## Problem statement
Working from the top of the records below, reproduce each line exactly, ending once you have written the line containing "pub mod client;".

## Data extracts
***

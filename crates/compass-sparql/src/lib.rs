//! compass-sparql: everything between an LLM's Markdown answer and a list of result rows:
//! fenced-block extraction and the triplestore client.

pub mod error;
pub mod markdown;
pub mod client;

pub use client::{SparqlClient, SparqlExecutor, DEFAULT_ENDPOINT, PREFIXES, QUERY_ECHO};
pub use error::SparqlError;
pub use markdown::{combine_sparql_blocks, extract_from_markdown, parse_sparql_blocks, sanitize_sparql_query, Extracted, SparqlBlock};
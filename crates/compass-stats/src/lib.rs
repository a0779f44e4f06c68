//! compass-stats: RPL statistics for the ORKG templates Compass tracks.
//!
//! Paper ids come from the template's SPARQL paper query; every paper's statement bundle is
//! fetched from the ORKG REST API and counted, and the template totals are written to
//! `Templates/<templateId>/Statistics/<statisticId>`.

pub mod analysis;
pub mod error;
pub mod orkg;
pub mod service;

pub use analysis::{analyze_paper, GlobalStatistics, PaperAnalysis};
pub use error::{Result, StatsError};
pub use orkg::{OrkgClient, RetryConfig, Statement, DEFAULT_API_BASE};
pub use service::{Progress, StatisticsService, UpdateOptions, UpdateReport, UpdateStatus};
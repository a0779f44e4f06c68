//! LLM backend trait and concrete implementations.
//!
//! Backends:
//!   OllamaBackend           : local Ollama (OpenAI-compatible)
//!   OpenAiBackend           : OpenAI API (gpt-4o-mini, gpt-4o, …)
//!   OpenAiCompatibleBackend : any OpenAI-compatible endpoint; presets for Groq and Mistral
//!   GeminiBackend           : Google Gemini API (gemini-2.5-flash, …)

use async_trait::async_trait;
use serde::{Deserialize, Serialize};
use thiserror::Error;

// ── Error ─────────────────────────────────────────────────────────────────────

#[derive(Debug, Error)]
pub enum LlmError {
    #[error("HTTP error: {0}")]
    Http(#[from] reqwest::Error),
    #[error("Serialization error: {0}")]
    Serde(#[from] serde_json::Error),
    #[error("Backend unavailable: {0}")]
    Unavailable(String),
    #[error("{0} API key is not configured")]
    NotConfigured(String),
    #[error("Rate limit exceeded")]
    RateLimitExceeded,
    #[error("API error [{status}]: {message}")]
    ApiError { status: u16, message: String },
}

// ── Request / Response ────────────────────────────────────────────────────────

#[derive(Debug, Clone, Serialize, Deserialize)]
pub struct Message {
    pub role: String,   // "system" | "user" | "assistant"
    pub content: String,
}

impl Message {
    pub fn system(content: impl Into<String>) -> Self {
        Self { role: "system".to_string(), content: content.into() }
    }

    pub fn user(content: impl Into<String>) -> Self {
        Self { role: "user".to_string(), content: content.into() }
    }
}

#[derive(Debug, Clone, Serialize, Deserialize)]
pub struct LlmRequest {
    pub messages: Vec<Message>,
    pub model: Option<String>,
    pub max_tokens: Option<u32>,
    pub temperature: Option<f32>,
}

#[derive(Debug, Clone, Serialize, Deserialize)]
pub struct LlmResponse {
    pub content: String,
    pub model: String,
    pub prompt_tokens: u32,
    pub completion_tokens: u32,
}

// ── Trait ─────────────────────────────────────────────────────────────────────

#[async_trait]
pub trait LlmBackend: Send + Sync {
    async fn complete(&self, req: LlmRequest) -> Result<LlmResponse, LlmError>;
    fn model_id(&self) -> &str;
    fn is_local(&self) -> bool;
    /// Largest completion the model accepts; requested `max_tokens` are capped to it.
    fn max_output_tokens(&self) -> u32;
}

// ── Helper: parse OpenAI-style response ──────────────────────────────────────

fn parse_openai_response(json: &serde_json::Value, fallback_model: &str) -> LlmResponse {
    LlmResponse {
        content: json["choices"][0]["message"]["content"]
            .as_str()
            .unwrap_or("")
            .to_string(),
        model: json["model"]
            .as_str()
            .unwrap_or(fallback_model)
            .to_string(),
        prompt_tokens:     json["usage"]["prompt_tokens"].as_u64().unwrap_or(0) as u32,
        completion_tokens: json["usage"]["completion_tokens"].as_u64().unwrap_or(0) as u32,
    }
}

async fn check_response_status(resp: reqwest::Response) -> Result<serde_json::Value, LlmError> {
    let status = resp.status().as_u16();
    let text = resp.text().await?;
    if status == 429 {
        return Err(LlmError::RateLimitExceeded);
    }
    if status >= 400 {
        let body: serde_json::Value = serde_json::from_str(&text).unwrap_or_default();
        let msg = body["error"]["message"]
            .as_str()
            .or_else(|| body["message"].as_str())
            .map(str::to_string)
            .unwrap_or(text);
        return Err(LlmError::ApiError { status, message: msg });
    }
    Ok(serde_json::from_str(&text)?)
}

fn chat_body(req: &LlmRequest, default_model: &str) -> serde_json::Value {
    serde_json::json!({
        "model":       req.model.as_deref().unwrap_or(default_model),
        "messages":    req.messages,
        "max_tokens":  req.max_tokens.unwrap_or(4096),
        "temperature": req.temperature.unwrap_or(0.3),
    })
}

// ── 1. Ollama (local) ─────────────────────────────────────────────────────────

pub struct OllamaBackend {
    pub base_url: String,
    pub model: String,
    client: reqwest::Client,
}

impl OllamaBackend {
    pub fn new(base_url: impl Into<String>, model: impl Into<String>) -> Self {
        Self { base_url: base_url.into(), model: model.into(), client: reqwest::Client::new() }
    }
}

#[async_trait]
impl LlmBackend for OllamaBackend {
    async fn complete(&self, req: LlmRequest) -> Result<LlmResponse, LlmError> {
        let url = format!("{}/v1/chat/completions", self.base_url.trim_end_matches('/'));
        let resp = self.client.post(&url).json(&chat_body(&req, &self.model)).send().await?;
        let json = check_response_status(resp).await?;
        Ok(parse_openai_response(&json, &self.model))
    }

    fn model_id(&self) -> &str { &self.model }
    fn is_local(&self) -> bool { true }
    fn max_output_tokens(&self) -> u32 { 8192 }
}

// ── 2. OpenAI ─────────────────────────────────────────────────────────────────

pub struct OpenAiBackend {
    pub model: String,
    api_key: String,
    client: reqwest::Client,
}

impl OpenAiBackend {
    pub fn new(api_key: impl Into<String>, model: impl Into<String>) -> Self {
        Self {
            model: model.into(),
            api_key: api_key.into(),
            client: reqwest::Client::new(),
        }
    }
}

#[async_trait]
impl LlmBackend for OpenAiBackend {
    async fn complete(&self, req: LlmRequest) -> Result<LlmResponse, LlmError> {
        let resp = self.client
            .post("https://api.openai.com/v1/chat/completions")
            .bearer_auth(&self.api_key)
            .json(&chat_body(&req, &self.model))
            .send()
            .await?;
        let json = check_response_status(resp).await?;
        Ok(parse_openai_response(&json, &self.model))
    }

    fn model_id(&self) -> &str { &self.model }
    fn is_local(&self) -> bool { false }
    fn max_output_tokens(&self) -> u32 { 16_384 }
}

// ── 3. OpenAI-Compatible (Groq, Mistral, LMStudio, vLLM, …) ─────────────────

pub const GROQ_BASE_URL: &str = "https://api.groq.com/openai";
pub const MISTRAL_BASE_URL: &str = "https://api.mistral.ai";

pub struct OpenAiCompatibleBackend {
    pub base_url: String,
    pub model: String,
    api_key: Option<String>,
    client: reqwest::Client,
}

impl OpenAiCompatibleBackend {
    pub fn new(
        base_url: impl Into<String>,
        model: impl Into<String>,
        api_key: Option<String>,
    ) -> Self {
        Self {
            base_url: base_url.into(),
            model: model.into(),
            api_key,
            client: reqwest::Client::new(),
        }
    }

    pub fn groq(api_key: impl Into<String>, model: impl Into<String>) -> Self {
        Self::new(GROQ_BASE_URL, model, Some(api_key.into()))
    }

    pub fn mistral(api_key: impl Into<String>, model: impl Into<String>) -> Self {
        Self::new(MISTRAL_BASE_URL, model, Some(api_key.into()))
    }

    fn auth(&self, req: reqwest::RequestBuilder) -> reqwest::RequestBuilder {
        match &self.api_key {
            Some(k) => req.bearer_auth(k),
            None    => req,
        }
    }
}

#[async_trait]
impl LlmBackend for OpenAiCompatibleBackend {
    async fn complete(&self, req: LlmRequest) -> Result<LlmResponse, LlmError> {
        let url = format!("{}/v1/chat/completions", self.base_url.trim_end_matches('/'));
        let resp = self.auth(self.client.post(&url)).json(&chat_body(&req, &self.model)).send().await?;
        let json = check_response_status(resp).await?;
        Ok(parse_openai_response(&json, &self.model))
    }

    fn model_id(&self) -> &str { &self.model }
    fn is_local(&self) -> bool { false }
    fn max_output_tokens(&self) -> u32 { 8_192 }
}

// ── 4. Google Gemini ──────────────────────────────────────────────────────────

pub struct GeminiBackend {
    pub model: String,
    api_key: String,
    client: reqwest::Client,
}

impl GeminiBackend {
    pub fn new(api_key: impl Into<String>, model: impl Into<String>) -> Self {
        Self {
            api_key: api_key.into(),
            model: model.into(),
            client: reqwest::Client::new(),
        }
    }
}

#[async_trait]
impl LlmBackend for GeminiBackend {
    async fn complete(&self, req: LlmRequest) -> Result<LlmResponse, LlmError> {
        let model = req.model.as_deref().unwrap_or(&self.model);
        let url = format!(
            "https://generativelanguage.googleapis.com/v1beta/models/{}:generateContent",
            model
        );

        // System message → systemInstruction
        let system_text = req.messages.iter()
            .find(|m| m.role == "system")
            .map(|m| m.content.clone());

        let contents: Vec<serde_json::Value> = req.messages.iter()
            .filter(|m| m.role != "system")
            .map(|m| {
                let role = if m.role == "assistant" { "model" } else { "user" };
                serde_json::json!({
                    "role": role,
                    "parts": [{ "text": m.content }]
                })
            })
            .collect();

        let mut body = serde_json::json!({
            "contents": contents,
            "generationConfig": {
                "maxOutputTokens": req.max_tokens.unwrap_or(4096),
                "temperature":     req.temperature.unwrap_or(0.3),
            }
        });
        if let Some(sys) = system_text {
            body["systemInstruction"] = serde_json::json!({
                "parts": [{ "text": sys }]
            });
        }

        let resp = self.client
            .post(&url)
            .header("x-goog-api-key", &self.api_key)
            .json(&body)
            .send()
            .await?;
        let json = check_response_status(resp).await?;

        let content = json["candidates"][0]["content"]["parts"][0]["text"]
            .as_str()
            .unwrap_or("")
            .to_string();

        Ok(LlmResponse {
            content,
            model: model.to_string(),
            prompt_tokens:     json["usageMetadata"]["promptTokenCount"].as_u64().unwrap_or(0) as u32,
            completion_tokens: json["usageMetadata"]["candidatesTokenCount"].as_u64().unwrap_or(0) as u32,
        })
    }

    fn model_id(&self) -> &str { &self.model }
    fn is_local(&self) -> bool { false }
    fn max_output_tokens(&self) -> u32 { 8_192 }
}

// ── Tests ─────────────────────────────────────────────────────────────────────

#[cfg(test)]
mod tests {
    use super::*;

    fn ask(prompt: &str) -> LlmRequest {
        LlmRequest {
            messages: vec![Message::user(prompt)],
            model: None,
            max_tokens: Some(2000),
            temperature: Some(0.1),
        }
    }

    #[test]
    fn test_openai_backend_is_not_local() {
        let b = OpenAiBackend::new("sk-test", "gpt-4o-mini");
        assert!(!b.is_local());
        assert_eq!(b.model_id(), "gpt-4o-mini");
    }

    #[test]
    fn test_gemini_backend_is_not_local() {
        let b = GeminiBackend::new("AIza-test", "gemini-2.5-flash");
        assert!(!b.is_local());
        assert_eq!(b.model_id(), "gemini-2.5-flash");
        assert_eq!(b.max_output_tokens(), 8_192);
    }

    #[test]
    fn test_provider_presets() {
        assert_eq!(OpenAiCompatibleBackend::groq("k", "llama-3.1-8b-instant").base_url, GROQ_BASE_URL);
        assert_eq!(OpenAiCompatibleBackend::mistral("k", "mistral-large-latest").base_url, MISTRAL_BASE_URL);
    }

    #[test]
    fn test_ollama_is_local() {
        let b = OllamaBackend::new("http://localhost:11434", "llama3:8b");
        assert!(b.is_local());
    }

    #[tokio::test]
    async fn test_compatible_backend_parses_completion() {
        let mut server = mockito::Server::new_async().await;
        let mock = server
            .mock("POST", "/v1/chat/completions")
            .match_header("authorization", "Bearer sk-local")
            .with_status(200)
            .with_header("content-type", "application/json")
            .with_body(r#"{
                "model": "mistral-large-latest",
                "choices": [{"message": {"role": "assistant", "content": "```sparql\nSELECT ?p WHERE { ?p ?x ?y }\n```"}}],
                "usage": {"prompt_tokens": 120, "completion_tokens": 30}
            }"#)
            .create_async()
            .await;

        let b = OpenAiCompatibleBackend::new(server.url(), "mistral-large-latest", Some("sk-local".into()));
        let resp = b.complete(ask("papers per year")).await.unwrap();

        mock.assert_async().await;
        assert!(resp.content.contains("SELECT ?p"));
        assert_eq!(resp.prompt_tokens, 120);
        assert_eq!(resp.completion_tokens, 30);
    }

    #[tokio::test]
    async fn test_api_error_surfaces_message() {
        let mut server = mockito::Server::new_async().await;
        server
            .mock("POST", "/v1/chat/completions")
            .with_status(401)
            .with_body(r#"{"error": {"message": "Invalid API key"}}"#)
            .create_async()
            .await;

        let b = OpenAiCompatibleBackend::new(server.url(), "m", None);
        match b.complete(ask("x")).await {
            Err(LlmError::ApiError { status, message }) => {
                assert_eq!(status, 401);
                assert_eq!(message, "Invalid API key");
            }
            other => panic!("expected ApiError, got {other:?}"),
        }
    }

    #[tokio::test]
    async fn test_rate_limit_maps_to_error() {
        let mut server = mockito::Server::new_async().await;
        server
            .mock("POST", "/v1/chat/completions")
            .with_status(429)
            .with_body("slow down")
            .create_async()
            .await;

        let b = OpenAiCompatibleBackend::new(server.url(), "m", None);
        assert!(matches!(b.complete(ask("x")).await, Err(LlmError::RateLimitExceeded)));
    }
}
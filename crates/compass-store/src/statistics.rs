//! Template statistics persisted at `Templates/<templateId>/Statistics/<statisticId>`.

use std::sync::Arc;

use serde::Serialize;
use serde_json::Value;
use tracing::{info, warn};

use crate::document::{to_document, Document, DocumentStore};
use crate::error::Result;

pub const TEMPLATES: &str = "Templates";

pub fn statistics_collection(template_id: &str) -> String {
    format!("{TEMPLATES}/{template_id}/Statistics")
}

#[derive(Clone)]
pub struct StatisticsRepository {
    store: Arc<dyn DocumentStore>,
}

impl StatisticsRepository {
    pub fn new(store: Arc<dyn DocumentStore>) -> Self {
        Self { store }
    }

    /// Replace the statistic document and read it back.
    ///
    /// Returns `true` only when the document is present after the write.
    pub async fn save<T: Serialize + Sync>(&self, template_id: &str, statistic_id: &str, stats: &T) -> Result<bool> {
        if self.store.get(TEMPLATES, template_id).await?.is_none() {
            let mut template = Document::new();
            template.insert("id".into(), Value::String(template_id.to_string()));
            self.store.set(TEMPLATES, template_id, template, true).await?;
        }

        let mut data = to_document(stats)?;
        data.insert("updatedAt".into(), Value::String(chrono::Utc::now().to_rfc3339()));
        data.insert("id".into(), Value::String(statistic_id.to_string()));

        let collection = statistics_collection(template_id);
        self.store.set(&collection, statistic_id, data, false).await?;

        let verified = self.store.get(&collection, statistic_id).await?.is_some();
        if verified {
            info!(template = template_id, statistic = statistic_id, "Statistics persisted");
        } else {
            warn!(template = template_id, statistic = statistic_id, "Statistics write could not be verified");
        }
        Ok(verified)
    }

    pub async fn get(&self, template_id: &str, statistic_id: &str) -> Result<Option<Document>> {
        self.store.get(&statistics_collection(template_id), statistic_id).await
    }
}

***

## Task response
filename crates/compass-sparql/src/lib.rs
//! compass-sparql: everything between an LLM's Markdown answer and a list of result rows:
//! fenced-block extraction and the triplestore client.

pub mod error;
pub mod markdown;
pub mod client;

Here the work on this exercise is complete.